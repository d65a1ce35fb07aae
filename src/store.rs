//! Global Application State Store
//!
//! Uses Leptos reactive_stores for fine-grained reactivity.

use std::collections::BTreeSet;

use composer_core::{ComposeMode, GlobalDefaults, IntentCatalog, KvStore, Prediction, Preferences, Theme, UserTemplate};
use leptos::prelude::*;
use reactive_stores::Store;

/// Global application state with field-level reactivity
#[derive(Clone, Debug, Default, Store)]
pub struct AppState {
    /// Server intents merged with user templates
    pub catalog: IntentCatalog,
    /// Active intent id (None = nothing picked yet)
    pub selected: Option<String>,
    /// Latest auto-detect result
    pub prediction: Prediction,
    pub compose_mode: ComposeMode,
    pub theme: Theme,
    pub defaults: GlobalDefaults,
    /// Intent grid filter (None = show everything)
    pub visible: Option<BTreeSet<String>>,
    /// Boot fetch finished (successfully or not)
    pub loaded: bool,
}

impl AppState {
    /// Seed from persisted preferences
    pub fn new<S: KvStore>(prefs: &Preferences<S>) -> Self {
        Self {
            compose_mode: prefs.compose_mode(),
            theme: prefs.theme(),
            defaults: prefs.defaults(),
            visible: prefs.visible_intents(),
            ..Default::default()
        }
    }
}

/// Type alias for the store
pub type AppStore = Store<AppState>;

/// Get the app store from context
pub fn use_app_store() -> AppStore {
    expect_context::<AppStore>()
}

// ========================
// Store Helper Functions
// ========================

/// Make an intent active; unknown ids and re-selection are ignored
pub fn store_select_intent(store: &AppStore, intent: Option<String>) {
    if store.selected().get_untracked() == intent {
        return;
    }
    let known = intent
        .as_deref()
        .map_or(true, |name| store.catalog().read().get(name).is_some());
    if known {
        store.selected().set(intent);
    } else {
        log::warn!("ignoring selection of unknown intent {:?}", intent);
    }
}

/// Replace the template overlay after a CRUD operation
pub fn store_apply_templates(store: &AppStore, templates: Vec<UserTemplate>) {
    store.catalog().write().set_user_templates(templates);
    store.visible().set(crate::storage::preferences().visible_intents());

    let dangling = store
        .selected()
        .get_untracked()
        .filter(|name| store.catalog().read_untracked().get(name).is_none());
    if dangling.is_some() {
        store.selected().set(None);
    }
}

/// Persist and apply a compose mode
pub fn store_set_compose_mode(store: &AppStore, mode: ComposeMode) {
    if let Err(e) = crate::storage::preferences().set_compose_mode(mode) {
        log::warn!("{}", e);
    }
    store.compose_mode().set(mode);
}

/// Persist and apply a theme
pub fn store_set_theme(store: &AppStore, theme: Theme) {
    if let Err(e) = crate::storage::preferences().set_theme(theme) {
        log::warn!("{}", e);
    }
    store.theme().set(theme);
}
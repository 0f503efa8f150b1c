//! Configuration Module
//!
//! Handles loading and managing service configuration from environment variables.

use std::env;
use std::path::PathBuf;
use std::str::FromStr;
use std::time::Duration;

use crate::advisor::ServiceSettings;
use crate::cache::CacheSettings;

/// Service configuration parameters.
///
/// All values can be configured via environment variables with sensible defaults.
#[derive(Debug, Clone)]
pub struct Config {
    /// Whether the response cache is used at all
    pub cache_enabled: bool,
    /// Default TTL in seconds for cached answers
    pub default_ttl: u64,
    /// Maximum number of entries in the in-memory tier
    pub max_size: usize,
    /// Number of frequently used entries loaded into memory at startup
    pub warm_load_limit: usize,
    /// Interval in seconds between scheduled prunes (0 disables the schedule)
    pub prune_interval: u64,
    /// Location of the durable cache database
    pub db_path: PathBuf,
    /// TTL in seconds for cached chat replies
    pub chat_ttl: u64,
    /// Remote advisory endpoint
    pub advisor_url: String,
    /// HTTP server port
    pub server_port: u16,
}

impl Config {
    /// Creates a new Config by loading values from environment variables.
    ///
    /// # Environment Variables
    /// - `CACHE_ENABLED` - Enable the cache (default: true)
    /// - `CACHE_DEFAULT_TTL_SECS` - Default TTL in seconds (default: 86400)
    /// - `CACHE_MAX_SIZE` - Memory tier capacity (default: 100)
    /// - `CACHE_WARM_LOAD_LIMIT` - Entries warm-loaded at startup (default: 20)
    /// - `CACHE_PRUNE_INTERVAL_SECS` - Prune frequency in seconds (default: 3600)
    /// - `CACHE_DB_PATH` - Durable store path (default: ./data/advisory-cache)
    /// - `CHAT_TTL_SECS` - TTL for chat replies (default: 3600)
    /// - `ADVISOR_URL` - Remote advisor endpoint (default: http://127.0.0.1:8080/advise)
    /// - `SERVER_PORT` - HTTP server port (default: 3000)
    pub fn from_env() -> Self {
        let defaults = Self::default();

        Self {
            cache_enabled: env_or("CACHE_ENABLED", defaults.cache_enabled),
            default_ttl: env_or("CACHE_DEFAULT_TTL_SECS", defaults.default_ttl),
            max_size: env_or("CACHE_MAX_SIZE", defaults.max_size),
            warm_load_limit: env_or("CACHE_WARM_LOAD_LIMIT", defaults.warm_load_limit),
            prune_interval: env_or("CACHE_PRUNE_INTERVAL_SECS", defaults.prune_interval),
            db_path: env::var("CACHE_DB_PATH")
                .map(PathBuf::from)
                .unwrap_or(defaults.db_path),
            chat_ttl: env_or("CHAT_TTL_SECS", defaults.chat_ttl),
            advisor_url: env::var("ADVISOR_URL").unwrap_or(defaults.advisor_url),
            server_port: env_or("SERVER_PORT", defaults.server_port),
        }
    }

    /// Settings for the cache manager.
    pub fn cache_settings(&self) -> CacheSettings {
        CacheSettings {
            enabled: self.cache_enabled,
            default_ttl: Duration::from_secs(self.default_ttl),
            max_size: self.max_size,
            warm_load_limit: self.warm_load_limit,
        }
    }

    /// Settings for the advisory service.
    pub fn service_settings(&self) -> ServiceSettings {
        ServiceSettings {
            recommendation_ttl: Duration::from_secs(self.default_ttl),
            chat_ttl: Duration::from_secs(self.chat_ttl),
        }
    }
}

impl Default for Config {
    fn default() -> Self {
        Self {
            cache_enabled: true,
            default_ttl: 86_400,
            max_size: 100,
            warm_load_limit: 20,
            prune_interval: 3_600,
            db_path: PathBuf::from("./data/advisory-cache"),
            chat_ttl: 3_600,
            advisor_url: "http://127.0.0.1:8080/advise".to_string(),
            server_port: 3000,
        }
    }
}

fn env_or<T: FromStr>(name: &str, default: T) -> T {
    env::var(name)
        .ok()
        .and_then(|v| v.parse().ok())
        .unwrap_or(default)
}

┄┄┄┄┄┄┄┄┄┄┄┄┄┄┄┄┄┄┄┄

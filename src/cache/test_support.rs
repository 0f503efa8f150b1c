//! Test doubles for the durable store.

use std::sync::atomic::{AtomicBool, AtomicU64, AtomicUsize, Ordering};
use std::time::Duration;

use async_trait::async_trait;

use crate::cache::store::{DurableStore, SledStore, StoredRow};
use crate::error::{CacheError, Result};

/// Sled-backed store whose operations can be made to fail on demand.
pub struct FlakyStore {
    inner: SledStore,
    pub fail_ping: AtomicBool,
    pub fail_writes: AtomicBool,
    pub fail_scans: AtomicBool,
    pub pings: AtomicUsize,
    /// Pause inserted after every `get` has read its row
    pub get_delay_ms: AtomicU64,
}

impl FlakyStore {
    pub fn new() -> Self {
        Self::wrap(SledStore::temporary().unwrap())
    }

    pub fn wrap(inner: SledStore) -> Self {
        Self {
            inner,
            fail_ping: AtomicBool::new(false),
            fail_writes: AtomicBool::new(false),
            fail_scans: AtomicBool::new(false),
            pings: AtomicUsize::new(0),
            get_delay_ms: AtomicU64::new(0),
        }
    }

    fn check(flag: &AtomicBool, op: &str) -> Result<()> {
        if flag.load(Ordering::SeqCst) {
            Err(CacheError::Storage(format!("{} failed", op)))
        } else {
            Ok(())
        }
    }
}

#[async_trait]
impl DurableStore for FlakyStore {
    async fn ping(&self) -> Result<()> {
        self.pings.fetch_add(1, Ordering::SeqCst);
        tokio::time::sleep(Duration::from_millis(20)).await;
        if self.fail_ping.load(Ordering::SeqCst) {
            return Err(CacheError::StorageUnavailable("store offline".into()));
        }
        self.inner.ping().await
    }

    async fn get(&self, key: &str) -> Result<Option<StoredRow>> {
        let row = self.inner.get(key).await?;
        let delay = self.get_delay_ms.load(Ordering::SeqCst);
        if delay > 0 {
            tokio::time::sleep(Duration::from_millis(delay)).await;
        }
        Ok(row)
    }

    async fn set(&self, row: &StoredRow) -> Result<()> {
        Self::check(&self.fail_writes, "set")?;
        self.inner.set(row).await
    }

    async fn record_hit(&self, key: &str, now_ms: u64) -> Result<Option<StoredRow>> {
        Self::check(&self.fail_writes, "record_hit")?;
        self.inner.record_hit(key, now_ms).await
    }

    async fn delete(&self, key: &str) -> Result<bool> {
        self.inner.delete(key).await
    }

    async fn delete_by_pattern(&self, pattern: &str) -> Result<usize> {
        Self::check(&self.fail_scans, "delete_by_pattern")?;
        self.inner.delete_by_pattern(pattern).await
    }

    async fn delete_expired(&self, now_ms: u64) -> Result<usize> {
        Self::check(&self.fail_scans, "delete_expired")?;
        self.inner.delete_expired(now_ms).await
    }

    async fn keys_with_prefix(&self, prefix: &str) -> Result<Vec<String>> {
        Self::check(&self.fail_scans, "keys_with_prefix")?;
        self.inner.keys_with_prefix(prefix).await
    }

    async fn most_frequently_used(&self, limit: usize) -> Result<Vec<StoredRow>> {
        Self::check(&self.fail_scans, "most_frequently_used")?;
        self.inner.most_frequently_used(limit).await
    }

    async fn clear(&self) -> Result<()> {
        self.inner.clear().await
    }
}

┄┄┄┄┄┄┄┄┄┄┄┄┄┄┄┄┄┄┄┄

> Task directions: Would you output, from the records above, exactly the run of lines that starts at the line containing "repository d65a1ce35fb07aae" and ends at the line containing "with field-level reactivity", and only that run?

> Solution:
repository d65a1ce35fb07aae
filename src/store.rs
//! Global Application State Store
//!
//! Uses Leptos reactive_stores for fine-grained reactivity.

use std::collections::BTreeSet;

use composer_core::{ComposeMode, GlobalDefaults, IntentCatalog, KvStore, Prediction, Preferences, Theme, UserTemplate};
use leptos::prelude::*;
use reactive_stores::Store;

/// Global application state with field-level reactivity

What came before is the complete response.